Cervecería Azor Portonovo Pontevedra

La entrada de hoy se corresponde con la cervecería Azor en Portonovo, después de vivir encima durante años, y utilizar solo la cervecería para tomarnos algún vermouth, o algún vino a la tarde, decidimos que nuestra ultima cena en Portonovo antes de volver para Asturias tenía que ser allí. Porque no nos parecía justo dejar este local sin visitarlo para una cena, y después de aquella oportunidad quien sabe si habrá más, así que nos pusimos  a ello.
 

 
Tabla de embutidos Azor, con jamón de bodega, queso gouda, longaniza picante, paté de pimienta, paté de finas hierbas, salchichón cular y chorizo de Salamanca.
 
No sé que me gustó más de aquella tabla, para empezar comencé por probar el salchichón. Normalmente le digo a todo el mundo que el sabor del salchichón no me gusta. No soporto ese regusto rancio que acostumbran a tener los salchichones. En este caso el toque de pimienta no dejaba después ningún regusto graso ni rancio, con lo que por una vez pude disfrutar del salchichón.
 
El chorizo de Salamanca, estaba muy bueno, y correcto.

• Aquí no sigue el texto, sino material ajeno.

//! HTTP handlers for the catalog endpoints.

use axum::extract::{Json, Path, State};
use axum::http::StatusCode;
use axum::response::{IntoResponse, Response};

use crate::application::handlers::catalog::{CreateCourseCommand, CreateCourseError};
use crate::domain::foundation::{CourseId, DomainError, Money, Percentage};
use crate::ports::Capability;

use super::super::middleware::AuthenticatedUser;
use super::super::{AppState, ErrorResponse};
use super::dto::{
    CourseDetailResponse, CourseListResponse, CourseSummaryResponse, CreateCourseRequest,
};

/// GET /api/course - published courses.
pub async fn list_courses(
    State(state): State<AppState>,
) -> Result<impl IntoResponse, CatalogApiError> {
    let handler = state.list_courses_handler();
    let courses = handler.handle().await?;

    let response = CourseListResponse {
        courses: courses.iter().map(CourseSummaryResponse::from).collect(),
    };
    Ok(Json(response))
}

/// GET /api/course/{id} - course detail.
pub async fn get_course(
    State(state): State<AppState>,
    Path(id): Path<String>,
) -> Result<impl IntoResponse, CatalogApiError> {
    let course_id: CourseId = id
        .parse()
        .map_err(|_| CatalogApiError::invalid_course_id(&id))?;

    let handler = state.get_course_handler();
    let course = handler
        .handle(&course_id)
        .await?
        .ok_or_else(|| CatalogApiError::not_found(course_id))?;

    let enrolled_count = state.enrollments.students_of(&course_id).await?.len();
    Ok(Json(CourseDetailResponse::new(&course, enrolled_count)))
}

/// POST /api/educator/courses - create a course.
///
/// The educator capability is checked against the identity provider's role
/// metadata through the `Authorizer` port before the handler runs.
pub async fn create_course(
    State(state): State<AppState>,
    user: AuthenticatedUser,
    Json(request): Json<CreateCourseRequest>,
) -> Result<impl IntoResponse, CatalogApiError> {
    let allowed = state
        .authorizer
        .allows(&user.user_id, Capability::PublishCourses)
        .await?;
    if !allowed {
        return Err(CatalogApiError::educator_required());
    }

    let price = Money::new(request.price)
        .map_err(|e| CatalogApiError::validation("price", e.to_string()))?;
    let discount = Percentage::try_new(request.discount)
        .map_err(|e| CatalogApiError::validation("discount", e.to_string()))?;

    let handler = state.create_course_handler();
    let course = handler
        .handle(CreateCourseCommand {
            educator_id: user.user_id,
            title: request.title,
            description: request.description,
            price,
            discount,
            publish: request.publish,
        })
        .await?;

    Ok((
        StatusCode::CREATED,
        Json(CourseDetailResponse::new(&course, 0)),
    ))
}

// ════════════════════════════════════════════════════════════════════════════════
// Error Handling
// ════════════════════════════════════════════════════════════════════════════════

/// API error for the catalog endpoints.
pub struct CatalogApiError {
    status: StatusCode,
    code: &'static str,
    message: String,
}

impl CatalogApiError {
    fn new(status: StatusCode, code: &'static str, message: impl Into<String>) -> Self {
        Self {
            status,
            code,
            message: message.into(),
        }
    }

    fn invalid_course_id(raw: &str) -> Self {
        Self::new(
            StatusCode::BAD_REQUEST,
            "INVALID_COURSE_ID",
            format!("'{}' is not a valid course id", raw),
        )
    }

    fn not_found(id: CourseId) -> Self {
        Self::new(
            StatusCode::NOT_FOUND,
            "COURSE_NOT_FOUND",
            format!("Course {} not found", id),
        )
    }

    fn educator_required() -> Self {
        Self::new(
            StatusCode::FORBIDDEN,
            "EDUCATOR_REQUIRED",
            "Educator role required",
        )
    }

    fn validation(field: &str, message: String) -> Self {
        Self::new(
            StatusCode::BAD_REQUEST,
            "VALIDATION_FAILED",
            format!("{}: {}", field, message),
        )
    }
}

impl From<DomainError> for CatalogApiError {
    fn from(err: DomainError) -> Self {
        Self::new(
            StatusCode::INTERNAL_SERVER_ERROR,
            "INTERNAL_ERROR",
            err.to_string(),
        )
    }
}

impl From<CreateCourseError> for CatalogApiError {
    fn from(err: CreateCourseError) -> Self {
        match err {
            CreateCourseError::Invalid(e) => {
                Self::new(StatusCode::BAD_REQUEST, "VALIDATION_FAILED", e.to_string())
            }
            CreateCourseError::Infrastructure(e) => e.into(),
        }
    }
}

impl IntoResponse for CatalogApiError {
    fn into_response(self) -> Response {
        let body = ErrorResponse::new(self.code, self.message);
        (self.status, Json(body)).into_response()
    }
}
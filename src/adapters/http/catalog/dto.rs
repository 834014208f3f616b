//! HTTP DTOs for the catalog endpoints.

use rust_decimal::Decimal;
use serde::{Deserialize, Serialize};

use crate::domain::catalog::Course;

// ════════════════════════════════════════════════════════════════════════════════
// Request DTOs
// ════════════════════════════════════════════════════════════════════════════════

/// Request to create a course (educator only).
#[derive(Debug, Clone, Deserialize)]
pub struct CreateCourseRequest {
    pub title: String,

    #[serde(default)]
    pub description: String,

    /// List price in major currency units; must not be negative.
    pub price: Decimal,

    /// Discount percentage, 0-100.
    #[serde(default)]
    pub discount: u8,

    /// Publish immediately.
    #[serde(default)]
    pub publish: bool,
}

// ════════════════════════════════════════════════════════════════════════════════
// Response DTOs
// ════════════════════════════════════════════════════════════════════════════════

/// Course summary for catalog listings.
#[derive(Debug, Clone, Serialize)]
pub struct CourseSummaryResponse {
    pub id: String,
    pub title: String,
    pub description: String,
    /// List price as a decimal string.
    pub price: Decimal,
    /// Discount percentage.
    pub discount: u8,
    /// Price after discount, rounded to cents.
    pub final_price: Decimal,
    /// Mean star rating, if any ratings exist.
    pub average_rating: Option<f64>,
    pub rating_count: usize,
}

impl From<&Course> for CourseSummaryResponse {
    fn from(course: &Course) -> Self {
        let rating_count = course.ratings.len();
        let average_rating = if rating_count == 0 {
            None
        } else {
            let sum: u32 = course.ratings.values().map(|r| u32::from(r.value())).sum();
            Some(f64::from(sum) / rating_count as f64)
        };

        Self {
            id: course.id.to_string(),
            title: course.title.clone(),
            description: course.description.clone(),
            price: course.price.amount(),
            discount: course.discount.value(),
            final_price: course.final_price().amount(),
            average_rating,
            rating_count,
        }
    }
}

/// Course detail view.
#[derive(Debug, Clone, Serialize)]
pub struct CourseDetailResponse {
    #[serde(flatten)]
    pub summary: CourseSummaryResponse,
    pub educator_id: String,
    pub is_published: bool,
    /// Number of enrolled students.
    pub enrolled_count: usize,
    /// ISO 8601.
    pub created_at: String,
}

impl CourseDetailResponse {
    pub fn new(course: &Course, enrolled_count: usize) -> Self {
        Self {
            summary: CourseSummaryResponse::from(course),
            educator_id: course.educator_id.to_string(),
            is_published: course.is_published,
            enrolled_count,
            created_at: course.created_at.as_datetime().to_rfc3339(),
        }
    }
}

/// Catalog listing.
#[derive(Debug, Clone, Serialize)]
pub struct CourseListResponse {
    pub courses: Vec<CourseSummaryResponse>,
}
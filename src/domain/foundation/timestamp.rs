//! Timestamp value object for immutable points in time.

use chrono::{DateTime, Duration, Utc};
use serde::{Deserialize, Serialize};

/// Immutable point in time, always UTC.
#[derive(Debug, Clone, Copy, PartialEq, Eq, PartialOrd, Ord, Serialize, Deserialize)]
#[serde(transparent)]
pub struct Timestamp(DateTime<Utc>);

impl Timestamp {
    /// Creates a timestamp for the current moment.
    pub fn now() -> Self {
        Self(Utc::now())
    }

    /// Creates a timestamp from a DateTime<Utc>.
    pub fn from_datetime(dt: DateTime<Utc>) -> Self {
        Self(dt)
    }

    /// Returns the inner DateTime.
    pub fn as_datetime(&self) -> &DateTime<Utc> {
        &self.0
    }

    /// Returns the Unix timestamp in seconds.
    pub fn unix(&self) -> i64 {
        self.0.timestamp()
    }

    /// Checks if this timestamp is before another.
    pub fn is_before(&self, other: &Timestamp) -> bool {
        self.0 < other.0
    }

    /// Checks if this timestamp is after another.
    pub fn is_after(&self, other: &Timestamp) -> bool {
        self.0 > other.0
    }

    /// Creates a new timestamp by adding the specified number of seconds.
    ///
    /// Negative values subtract.
    pub fn add_seconds(&self, seconds: i64) -> Self {
        Self(self.0 + Duration::seconds(seconds))
    }
}
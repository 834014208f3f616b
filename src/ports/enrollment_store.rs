//! EnrollmentStore port - the user↔course enrollment relation.
//!
//! The relation is stored as one logical collection of (user, course)
//! pairs; the mirrored per-user and per-course sets are projections of it,
//! so they can never diverge. Enrollment is monotonic: this port has no
//! removal operation, by design.

use async_trait::async_trait;

use crate::domain::foundation::{CourseId, DomainError, UserId};

/// Result of an add-if-absent enrollment write.
#[derive(Debug, Clone, Copy, PartialEq, Eq)]
pub enum EnrollmentOutcome {
    /// The pair was not present and has been inserted.
    Inserted,
    /// The pair was already present; nothing was written.
    AlreadyEnrolled,
}

/// Port for the enrollment relation.
///
/// `add_if_absent` must be atomic with respect to concurrent invocations
/// for the same (user, course) pair — two racing calls yield exactly one
/// net insertion and both succeed. Do not assume the backing store
/// serializes conditional updates unless it documents that it does;
/// implementations provide the guarantee themselves (unique constraint,
/// single-lock check-and-insert, or equivalent).
#[async_trait]
pub trait EnrollmentStore: Send + Sync {
    /// Idempotently ensures the (user, course) pair is enrolled.
    async fn add_if_absent(
        &self,
        user_id: &UserId,
        course_id: &CourseId,
    ) -> Result<EnrollmentOutcome, DomainError>;

    /// Returns true if the pair is enrolled.
    async fn is_enrolled(&self, user_id: &UserId, course_id: &CourseId)
        -> Result<bool, DomainError>;

    /// Courses a user is enrolled in.
    async fn courses_of(&self, user_id: &UserId) -> Result<Vec<CourseId>, DomainError>;

    /// Students enrolled in a course.
    async fn students_of(&self, course_id: &CourseId) -> Result<Vec<UserId>, DomainError>;
}
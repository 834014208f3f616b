//! Rating value object for course reviews (1 to 5 stars).

use serde::{Deserialize, Serialize};
use std::fmt;

use super::ValidationError;

/// Star rating a student gives a course: 1 (poor) to 5 (excellent).
#[derive(Debug, Clone, Copy, PartialEq, Eq, PartialOrd, Ord, Hash, Serialize, Deserialize)]
#[repr(u8)]
pub enum Rating {
    One = 1,
    Two = 2,
    Three = 3,
    Four = 4,
    Five = 5,
}

impl Rating {
    /// Creates a Rating from an integer, returning error if out of range.
    pub fn try_from_u8(value: u8) -> Result<Self, ValidationError> {
        match value {
            1 => Ok(Rating::One),
            2 => Ok(Rating::Two),
            3 => Ok(Rating::Three),
            4 => Ok(Rating::Four),
            5 => Ok(Rating::Five),
            _ => Err(ValidationError::out_of_range(
                "rating",
                1,
                5,
                i64::from(value),
            )),
        }
    }

    /// Returns the numeric value.
    pub fn value(&self) -> u8 {
        *self as u8
    }
}

impl fmt::Display for Rating {
    fn fmt(&self, f: &mut fmt::Formatter<'_>) -> fmt::Result {
        write!(f, "{}", self.value())
    }
}
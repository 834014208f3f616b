//! PurchaseRepository port - the checkout ledger store.
//!
//! Purchase records are append-only plus a single conditional status
//! transition. The conditional transition is the concurrency primitive the
//! reconciler relies on: of any number of concurrent attempts to settle the
//! same purchase, exactly one observes `Applied`.

use async_trait::async_trait;

use crate::domain::foundation::{CourseId, DomainError, PurchaseId, UserId};
use crate::domain::purchase::{Purchase, PurchaseStatus};

/// Result of a conditional status transition.
#[derive(Debug, Clone, PartialEq)]
pub enum TransitionOutcome {
    /// The record was pending and has been moved to the target status.
    Applied(Purchase),

    /// The record was already terminal; nothing was written. Carries the
    /// status it was found in.
    AlreadyTerminal(PurchaseStatus),

    /// No record with this id exists.
    NotFound,
}

/// Port for the purchase ledger.
///
/// Implementations must make `transition` atomic with respect to concurrent
/// invocations for the same purchase id (a conditional write keyed on the
/// pending status, or an equivalent store primitive). Records are never
/// deleted.
#[async_trait]
pub trait PurchaseRepository: Send + Sync {
    /// Appends a new ledger record.
    async fn create(&self, purchase: &Purchase) -> Result<(), DomainError>;

    /// Finds a record by id.
    async fn find_by_id(&self, id: &PurchaseId) -> Result<Option<Purchase>, DomainError>;

    /// Finds any record (pending or terminal) a user holds for a course.
    ///
    /// Used as the duplicate-checkout guard.
    async fn find_by_user_and_course(
        &self,
        user_id: &UserId,
        course_id: &CourseId,
    ) -> Result<Option<Purchase>, DomainError>;

    /// Conditionally moves a pending record to a terminal status.
    ///
    /// The write only happens if the record is currently pending; otherwise
    /// the current status is reported without mutation.
    async fn transition(
        &self,
        id: &PurchaseId,
        to: PurchaseStatus,
    ) -> Result<TransitionOutcome, DomainError>;
}
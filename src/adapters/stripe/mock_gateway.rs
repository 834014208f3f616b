//! Mock payment gateway for tests.
//!
//! Records every session request, mints deterministic sessions, and can be
//! told to fail or to answer payment-intent lookups.

use async_trait::async_trait;
use std::collections::HashMap;
use std::sync::atomic::{AtomicU32, Ordering};
use std::sync::Mutex;

use crate::ports::{
    CreateSessionRequest, GatewayError, GatewayErrorCode, GatewaySession, PaymentGateway,
};

/// Recording mock of the `PaymentGateway` port.
#[derive(Default)]
pub struct MockGateway {
    requests: Mutex<Vec<CreateSessionRequest>>,
    sessions_by_intent: Mutex<HashMap<String, GatewaySession>>,
    fail_with: Mutex<Option<GatewayErrorCode>>,
    counter: AtomicU32,
}

impl MockGateway {
    pub fn new() -> Self {
        Self::default()
    }

    /// Makes every subsequent call fail with the given error code.
    pub fn fail_with(&self, code: GatewayErrorCode) {
        *self.fail_with.lock().expect("mock lock poisoned") = Some(code);
    }

    /// Registers a session to be found by payment-intent lookup.
    pub fn register_intent(&self, payment_intent_id: impl Into<String>, session: GatewaySession) {
        self.sessions_by_intent
            .lock()
            .expect("mock lock poisoned")
            .insert(payment_intent_id.into(), session);
    }

    /// All session-creation requests seen so far.
    pub fn session_requests(&self) -> Vec<CreateSessionRequest> {
        self.requests.lock().expect("mock lock poisoned").clone()
    }

    /// Number of session-creation calls.
    pub fn session_call_count(&self) -> usize {
        self.requests.lock().expect("mock lock poisoned").len()
    }

    fn maybe_fail(&self) -> Result<(), GatewayError> {
        if let Some(code) = *self.fail_with.lock().expect("mock lock poisoned") {
            return Err(GatewayError::new(code, "simulated gateway failure"));
        }
        Ok(())
    }
}

#[async_trait]
impl PaymentGateway for MockGateway {
    async fn create_checkout_session(
        &self,
        request: CreateSessionRequest,
    ) -> Result<GatewaySession, GatewayError> {
        self.maybe_fail()?;
        let n = self.counter.fetch_add(1, Ordering::SeqCst);
        let session = GatewaySession {
            id: format!("cs_mock_{}", n),
            url: format!("https://checkout.gateway.test/{}", n),
            purchase_id: Some(request.purchase_id),
        };
        self.requests
            .lock()
            .expect("mock lock poisoned")
            .push(request);
        Ok(session)
    }

    async fn find_session_by_payment_intent(
        &self,
        payment_intent_id: &str,
    ) -> Result<Option<GatewaySession>, GatewayError> {
        self.maybe_fail()?;
        Ok(self
            .sessions_by_intent
            .lock()
            .expect("mock lock poisoned")
            .get(payment_intent_id)
            .cloned())
    }
}
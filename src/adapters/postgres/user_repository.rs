//! PostgreSQL implementation of user profile storage.

use async_trait::async_trait;
use chrono::{DateTime, Utc};
use sqlx::PgPool;

use crate::domain::foundation::{DomainError, ErrorCode, Timestamp, UserId};
use crate::domain::user::UserProfile;
use crate::ports::UserRepository;

/// PostgreSQL implementation of the `UserRepository` port.
pub struct PostgresUserStore {
    pool: PgPool,
}

impl PostgresUserStore {
    /// Creates a new store backed by the given connection pool.
    pub fn new(pool: PgPool) -> Self {
        Self { pool }
    }
}

/// Database row representation of a user profile.
#[derive(Debug, sqlx::FromRow)]
struct UserRow {
    id: String,
    name: Option<String>,
    email: Option<String>,
    image_url: Option<String>,
    created_at: DateTime<Utc>,
    updated_at: DateTime<Utc>,
}

impl TryFrom<UserRow> for UserProfile {
    type Error = DomainError;

    fn try_from(row: UserRow) -> Result<Self, Self::Error> {
        Ok(UserProfile {
            id: UserId::new(row.id).map_err(|e| {
                DomainError::new(ErrorCode::DatabaseError, format!("Invalid user_id: {}", e))
            })?,
            name: row.name,
            email: row.email,
            image_url: row.image_url,
            created_at: Timestamp::from_datetime(row.created_at),
            updated_at: Timestamp::from_datetime(row.updated_at),
        })
    }
}

fn db_err(e: sqlx::Error, context: &str) -> DomainError {
    DomainError::new(ErrorCode::DatabaseError, format!("{}: {}", context, e))
}

#[async_trait]
impl UserRepository for PostgresUserStore {
    async fn upsert(&self, profile: &UserProfile) -> Result<(), DomainError> {
        sqlx::query(
            r#"
            INSERT INTO users (id, name, email, image_url, created_at, updated_at)
            VALUES ($1, $2, $3, $4, $5, $6)
            ON CONFLICT (id) DO UPDATE
            SET name = EXCLUDED.name,
                email = EXCLUDED.email,
                image_url = EXCLUDED.image_url,
                updated_at = EXCLUDED.updated_at
            "#,
        )
        .bind(profile.id.as_str())
        .bind(&profile.name)
        .bind(&profile.email)
        .bind(&profile.image_url)
        .bind(profile.created_at.as_datetime())
        .bind(profile.updated_at.as_datetime())
        .execute(&self.pool)
        .await
        .map_err(|e| db_err(e, "Failed to upsert user"))?;
        Ok(())
    }

    async fn find_by_id(&self, id: &UserId) -> Result<Option<UserProfile>, DomainError> {
        let row: Option<UserRow> = sqlx::query_as(
            "SELECT id, name, email, image_url, created_at, updated_at FROM users WHERE id = $1",
        )
        .bind(id.as_str())
        .fetch_optional(&self.pool)
        .await
        .map_err(|e| db_err(e, "Failed to load user"))?;

        row.map(UserProfile::try_from).transpose()
    }

    async fn upsert_default(&self, id: &UserId) -> Result<UserProfile, DomainError> {
        // Insert-if-absent, then read back: racing creations resolve to a
        // single stored row via the primary key.
        let placeholder = UserProfile::placeholder(id.clone());
        sqlx::query(
            r#"
            INSERT INTO users (id, name, email, image_url, created_at, updated_at)
            VALUES ($1, $2, $3, $4, $5, $6)
            ON CONFLICT (id) DO NOTHING
            "#,
        )
        .bind(placeholder.id.as_str())
        .bind(&placeholder.name)
        .bind(&placeholder.email)
        .bind(&placeholder.image_url)
        .bind(placeholder.created_at.as_datetime())
        .bind(placeholder.updated_at.as_datetime())
        .execute(&self.pool)
        .await
        .map_err(|e| db_err(e, "Failed to create default user"))?;

        self.find_by_id(id).await?.ok_or_else(|| {
            DomainError::new(ErrorCode::DatabaseError, "User vanished after upsert")
        })
    }

    async fn delete(&self, id: &UserId) -> Result<(), DomainError> {
        sqlx::query("DELETE FROM users WHERE id = $1")
            .bind(id.as_str())
            .execute(&self.pool)
            .await
            .map_err(|e| db_err(e, "Failed to delete user"))?;
        Ok(())
    }
}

Pero la longaniza picante era divina, eso si, picaba que si no tenías cuidado te dejaba la boca tan ardiente que no podías disfrutar del resto de los sabores.
 
El queso de Gouda estaba bueno, pero yo no soy una buena guia porque a mi me gustan todos los quesos, en otra vida he debido de ser ratón.
El jamón de bodega estaba riquísimo y muy bien cortado.
 
Quizá lo que menos me gustó de la tabla fuesen los patés, no eran nada del otro mundo un paté de pimienta y otro de finas hierbas como el que puedas comprar en cualquier supermercado. Bien sin más.
 
Pero a mi me ganaron cuando la tabla de embutidos vino acompañada de una cesta de pan variado, para mí como si llegaran los reyes magos. No puedo entender porqué me gusta tantísimo el pan, pero es algo que no puedo controlar, y que me pasa factura.
 
Cuando me tengo que poner a régimen, que es bastante a menudo, suelo prescindir de los postres, y la gente del alrededor me dice, ¿por qué no te comes un trocito pequeño de tarta y dejas el pan?. No son capaces de entender que dejar el postre, salvo casos puntuales no me supone mucho sufrimiento, pero prescindir del pan, es demasiado para mi. 
 
Para después de la tabla de embutidos nos pedimos un variado de salchichas con su guarnición.
Las salchichas, de dos variedades, venían acompañadas de arroz blanco y de sus salsas de tomate y de mostaza.
La mostaza era de esas mostazas fuertes que tienen un regusto que te sube por la parte posterior de la nariz y que son un poco picantes.
Me encantan esos sabores tan fuertes.
 
Queríamos probar más cosas pero ya no podíamos más, así que la tapa que ganó el primer concurso popular de tapas de Sanxenxo quedará para una proxima visita. Ahora me va a dar morriña, ya verás...


Comentarios

Anónimo ha dicho que…
Está todo tan rico que me dan ganas de coger el avión y visitar esa cervecería!!!!
Riquísimo!!!!
Tilde, a mí el salchichón es lo que más me gusta, y la verdad, yo nunca le he encontrado sabor a rancio.